**Records supplied**
┄┄┄┄┄┄┄┄┄┄
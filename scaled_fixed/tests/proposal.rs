//! Worked examples of the public API, including the compile-time checks on
//! representation selection and result types.

use scaled_fixed::promotion::{Format, Operation, promotes_to};
use scaled_fixed::rep::select;
use scaled_fixed::typenum::{N3, N4, N6, N29, N30, N62, P2, U0, U1, U2, U3, U4, U5, U6, U7, U8, U10, U12, U29, U30, U62, Z0};
use scaled_fixed::{FixedPoint, MakeFixed, MakeUfixed, RepKind};

const _: () = assert!(matches!(select(4, 4, false), Some(RepKind::U8)));
const _: () = assert!(matches!(select(2, 29, true), Some(RepKind::I32)));
const _: () = assert!(select(33, 32, false).is_none());
const _: () = assert!(MakeUfixed::<U4, U4>::EXPONENT == -4);
const _: () = assert!(promotes_to(
    Operation::Add,
    Format::new(8, -3, false),
    Format::new(8, -4, false),
    Format::new(16, -4, false),
));
const _: () = assert!(promotes_to(
    Operation::Add,
    Format::new(8, -3, false),
    Format::new(8, -4, true),
    Format::new(16, -4, true),
));

#[test]
fn exact_literals_round_trip() {
    let x = MakeUfixed::<U4, U4>::from_f64(15.9375);
    assert_eq!(x, 15.9375);

    let pi = MakeFixed::<U2, U29>::from_f64(3.141592653);
    let _: FixedPoint<i32, N29> = pi;
    assert_eq!(pi.to_f64(), 3.1415926516056061);
    assert_eq!(pi, 3.1415926516056061);
}

#[test]
fn small_values_truncate_to_zero() {
    assert_eq!(MakeUfixed::<U4, U4>::from_f64(0.006), MakeUfixed::<U4, U4>::from_f64(0.0));
    assert_eq!(MakeUfixed::<U4, U4>::from_f64(0.006), 0);
}

#[test]
fn addition_aligns_and_widens() {
    let sum = FixedPoint::<u8, N3>::from_int(8) + FixedPoint::<u8, N4>::from_int(3);
    let _: FixedPoint<u16, N4> = sum;
    assert_eq!(sum, 11);
}

#[test]
fn mixed_signedness_gives_signed_result() {
    let sum = FixedPoint::<u8, N3>::from_int(8) + FixedPoint::<i8, N4>::from_int(3);
    let _: FixedPoint<i16, N4> = sum;
    assert_eq!(sum, 11);

    let with_int = MakeUfixed::<U5, U3>::from_int(8) + 3;
    let _: FixedPoint<i64, N3> = with_int;
    assert_eq!(with_int, 11);
}

#[test]
fn float_operand_gives_float_result() {
    let sum = MakeUfixed::<U5, U3>::from_int(8) + 3.0f32;
    let _: f32 = sum;
    assert_eq!(sum, 11.0);
}

#[test]
fn overflow_wraps() {
    let sum = MakeUfixed::<U2, U30>::from_int(3) + MakeUfixed::<U2, U30>::from_int(1);
    let _: FixedPoint<u32, N30> = sum;
    assert_eq!(sum, 0);

    let sum = MakeUfixed::<U2, U62>::from_int(3) + MakeUfixed::<U2, U62>::from_int(1);
    let _: FixedPoint<u64, N62> = sum;
    assert_eq!(sum, 0);
}

#[test]
fn division_truncates() {
    let q = MakeFixed::<U7, U0>::from_int(15) / MakeFixed::<U7, U0>::from_int(2);
    let _: FixedPoint<i8, Z0> = q;
    assert_eq!(q, 7);
}

#[test]
fn identity_conversion_preserves_bits() {
    let x = FixedPoint::<i16, N6>::from_raw(-12345);
    let wide = FixedPoint::<i64, N30>::from_fixed(x);
    let back = FixedPoint::<i16, N6>::from_fixed(wide);
    assert_eq!(back.raw_value(), -12345);
    assert_eq!(FixedPoint::<i16, N6>::from_fixed(x).raw_value(), -12345);
}

#[test]
fn default_is_zero() {
    let zero: FixedPoint = FixedPoint::default();
    assert_eq!(zero, FixedPoint::<i32, Z0>::from_int(0));
    assert_eq!(FixedPoint::<u8, P2>::default(), 0);
}

#[test]
fn bounded_integers() {
    let three = MakeUfixed::<U2, U6>::from_int(3);
    let n = three.trunc_square().trunc_square();
    let _: MakeUfixed<U8, U0> = n;
    assert_eq!(n, 81);

    let eighty_one = MakeUfixed::<U7, U1>::from_int(81);
    assert_eq!(eighty_one, 81);
    assert_eq!(eighty_one, n);
}

/// Length of the vector `(x, y, z)`, kept in 16 bits throughout.
///
/// Each square needs eight integer digits and the sum of three needs two
/// more, so the squares are summed with six fractional digits.
fn magnitude_trunc(
    x: MakeUfixed<U4, U12>,
    y: MakeUfixed<U4, U12>,
    z: MakeUfixed<U4, U12>,
) -> MakeUfixed<U10, U6> {
    let square = |v: MakeUfixed<U4, U12>| MakeUfixed::<U10, U6>::from_fixed(v.trunc_square());
    let sum: MakeUfixed<U10, U6> = square(x) + square(y) + square(z);
    sum.sqrt()
}

#[test]
fn magnitude_of_vector() {
    let m = magnitude_trunc(
        MakeUfixed::<U4, U12>::from_int(1),
        MakeUfixed::<U4, U12>::from_int(4),
        MakeUfixed::<U4, U12>::from_int(9),
    );
    let _: FixedPoint<u16, N6> = m;
    assert_eq!(m, 9.890625);
}

#[test]
fn format_descriptors_display() {
    assert_eq!(MakeFixed::<U7, U0>::format().to_string(), "i8 x 2^0");
    assert_eq!(MakeUfixed::<U4, U4>::format().to_string(), "u8 x 2^-4");
    assert_eq!(RepKind::I32.to_string(), "i32");
}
┄┄┄┄┄┄┄┄┄┄
**About this exercise**
Would you output all the records above exactly as written?

**Task output**
filename scaled_fixed/tests/proposal.rs
//! Worked examples of the public API, including the compile-time checks on
//! representation selection and result types.

use scaled_fixed::promotion::{Format, Operation, promotes_to};
use scaled_fixed::rep::select;
use scaled_fixed::typenum::{N3, N4, N6, N29, N30, N62, P2, U0, U1, U2, U3, U4, U5, U6, U7, U8, U10, U12, U29, U30, U62, Z0};
use scaled_fixed::{FixedPoint, MakeFixed, MakeUfixed, RepKind};

const _: () = assert!(matches!(select(4, 4, false), Some(RepKind::U8)));
const _: () = assert!(matches!(select(2, 29, true), Some(RepKind::I32)));
const _: () = assert!(select(33, 32, false).is_none());
const _: () = assert!(MakeUfixed::<U4, U4>::EXPONENT == -4);
const _: () = assert!(promotes_to(
    Operation::Add,
    Format::new(8, -3, false),
    Format::new(8, -4, false),
    Format::new(16, -4, false),
));
const _: () = assert!(promotes_to(
    Operation::Add,
    Format::new(8, -3, false),
    Format::new(8, -4, true),
    Format::new(16, -4, true),
));

#[test]
fn exact_literals_round_trip() {
    let x = MakeUfixed::<U4, U4>::from_f64(15.9375);
    assert_eq!(x, 15.9375);

    let pi = MakeFixed::<U2, U29>::from_f64(3.141592653);
    let _: FixedPoint<i32, N29> = pi;
    assert_eq!(pi.to_f64(), 3.1415926516056061);
    assert_eq!(pi, 3.1415926516056061);
}

#[test]
fn small_values_truncate_to_zero() {
    assert_eq!(MakeUfixed::<U4, U4>::from_f64(0.006), MakeUfixed::<U4, U4>::from_f64(0.0));
    assert_eq!(MakeUfixed::<U4, U4>::from_f64(0.006), 0);
}

#[test]
fn addition_aligns_and_widens() {
    let sum = FixedPoint::<u8, N3>::from_int(8) + FixedPoint::<u8, N4>::from_int(3);
    let _: FixedPoint<u16, N4> = sum;
    assert_eq!(sum, 11);
}

#[test]
fn mixed_signedness_gives_signed_result() {
    let sum = FixedPoint::<u8, N3>::from_int(8) + FixedPoint::<i8, N4>::from_int(3);
    let _: FixedPoint<i16, N4> = sum;
    assert_eq!(sum, 11);

    let with_int = MakeUfixed::<U5, U3>::from_int(8) + 3;
    let _: FixedPoint<i64, N3> = with_int;
    assert_eq!(with_int, 11);
}

#[test]
fn float_operand_gives_float_result() {
    let sum = MakeUfixed::<U5, U3>::from_int(8) + 3.0f32;
    let _: f32 = sum;
    assert_eq!(sum, 11.0);
}

#[test]
fn overflow_wraps() {
    let sum = MakeUfixed::<U2, U30>::from_int(3) + MakeUfixed::<U2, U30>::from_int(1);
    let _: FixedPoint<u32, N30> = sum;
    assert_eq!(sum, 0);

    let sum = MakeUfixed::<U2, U62>::from_int(3) + MakeUfixed::<U2, U62>::from_int(1);
    let _: FixedPoint<u64, N62> = sum;
    assert_eq!(sum, 0);
}

#[test]
fn division_truncates() {
    let q = MakeFixed::<U7, U0>::from_int(15) / MakeFixed::<U7, U0>::from_int(2);
    let _: FixedPoint<i8, Z0> = q;
    assert_eq!(q, 7);
}

#[test]
fn identity_conversion_preserves_bits() {
    let x = FixedPoint::<i16, N6>::from_raw(-12345);
    let wide = FixedPoint::<i64, N30>::from_fixed(x);
    let back = FixedPoint::<i16, N6>::from_fixed(wide);
    assert_eq!(back.raw_value(), -12345);
    assert_eq!(FixedPoint::<i16, N6>::from_fixed(x).raw_value(), -12345);
}

#[test]
fn default_is_zero() {
    let zero: FixedPoint = FixedPoint::default();
    assert_eq!(zero, FixedPoint::<i32, Z0>::from_int(0));
    assert_eq!(FixedPoint::<u8, P2>::default(), 0);
}

#[test]
fn bounded_integers() {
    let three = MakeUfixed::<U2, U6>::from_int(3);
    let n = three.trunc_square().trunc_square();
    let _: MakeUfixed<U8, U0> = n;
    assert_eq!(n, 81);

    let eighty_one = MakeUfixed::<U7, U1>::from_int(81);
    assert_eq!(eighty_one, 81);
    assert_eq!(eighty_one, n);
}

/// Length of the vector `(x, y, z)`, kept in 16 bits throughout.
///
/// Each square needs eight integer digits and the sum of three needs two
/// more, so the squares are summed with six fractional digits.
fn magnitude_trunc(
    x: MakeUfixed<U4, U12>,
    y: MakeUfixed<U4, U12>,
    z: MakeUfixed<U4, U12>,
) -> MakeUfixed<U10, U6> {
    let square = |v: MakeUfixed<U4, U12>| MakeUfixed::<U10, U6>::from_fixed(v.trunc_square());
    let sum: MakeUfixed<U10, U6> = square(x) + square(y) + square(z);
    sum.sqrt()
}

#[test]
fn magnitude_of_vector() {
    let m = magnitude_trunc(
        MakeUfixed::<U4, U12>::from_int(1),
        MakeUfixed::<U4, U12>::from_int(4),
        MakeUfixed::<U4, U12>::from_int(9),
    );
    let _: FixedPoint<u16, N6> = m;
    assert_eq!(m, 9.890625);
}

#[test]
fn format_descriptors_display() {
    assert_eq!(MakeFixed::<U7, U0>::format().to_string(), "i8 x 2^0");
    assert_eq!(MakeUfixed::<U4, U4>::format().to_string(), "u8 x 2^-4");
    assert_eq!(RepKind::I32.to_string(), "i32");
}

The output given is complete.